Elles ont suscité beaucoup d’espoirs chez le personnel soignant au lendemain de la crise du coronavirus mais les négociations du Ségur de la santé ont déçu. C’est pour ces raisons qu’à 44 ans, le Dr Arnaud Chiche, anesthésiste-réanimateur à Hénin-Beaumont, a décidé de créer au plein cœur de l’été, un nouveau collectif “Santé en danger”. En colère, fatigué et se voulant représentant “de tous les soignants” et de “tous les oubliés”, il demande un “Ségur II” de la santé en septembre. Le groupe rassemble déjà plus de 130.000 membres. 

 

Pourquoi avoir créé “Santé en danger” ?

J’ai travaillé douze ans en réanimation en tant que praticien hospitalier et pour des raisons personnelles, de confort de vie et de rémunération, j’ai décidé d’aller travailler dans un Espic. A l’hôpital, je m’en sortais, mais j’étais obligé de prendre énormément de gardes. Tout allait bien dans mon service actuel… Quand la crise est arrivée. Je me suis retrouvé, dès le début, en première ligne pour organiser les filières, la prise en charge, le diagnostic. En mars, on a fait comme tout le monde : on a créé des lits de réanimation, on a déprogrammé, réorganisé les missions des paramédicaux. On a transformé la clinique en une grande unité Covid. Pendant le confinement, j’ai été gêné par certains discours des politiques. Le port du masque par exemple, entendre un ministre dire que c’est inutile… Je me suis dit que cet homme ne pouvait pas être médecin. En plus de cela, qu’il était mal entouré. Ce qui m’a aussi posé problème, c’était la retranscription des messages du Conseil scientifique en un message sociétal.

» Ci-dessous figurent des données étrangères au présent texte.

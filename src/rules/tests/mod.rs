//! Unit tests for the rule engine.
//!
//! Tests are organised by rule family: transition graphs, authorization and
//! aggregate consistency.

Et puis, en juillet, j’ai suivi le Ségur de loin. Au début, ce qui était proposé était pas mal… Je me disais : “Après la première crise, avant la seconde, il y a des négociations pour les soignants. C’est un alignement des planètes”. Mais Olivier Véran a bâclé. Petit à petit, c’est devenu un grand n’importe quoi. Ça m’a mis en colère. Le lendemain de la signature, j’ai posté un message sur Facebook qui est devenu viral. J’ai reçu plein de témoignages. Je me suis dit que quelqu’un devrait endosser la cause des soignants malheureux, maltraités, méprisés… Et aussi prendre en compte la ville, qui a été totalement oubliée au “Ségur I”. 

 

 

En quoi les libéraux peuvent-ils se reconnaître dans votre collectif ?

Ce collectif dit qu’il n’est pas normal qu’il y ait des oubliés. Le message c’est “tout le monde autour de la table”. Les priorités pour la ville, c’est par exemple la simplification des charges pour les généralistes, moins d’administratif, simplification des filières. On pourrait utiliser le mot clé “choc” pour en faire un programme : “choc simplificatif”, “facilitatif”, capacitaire. Il est anormal qu’un médecin...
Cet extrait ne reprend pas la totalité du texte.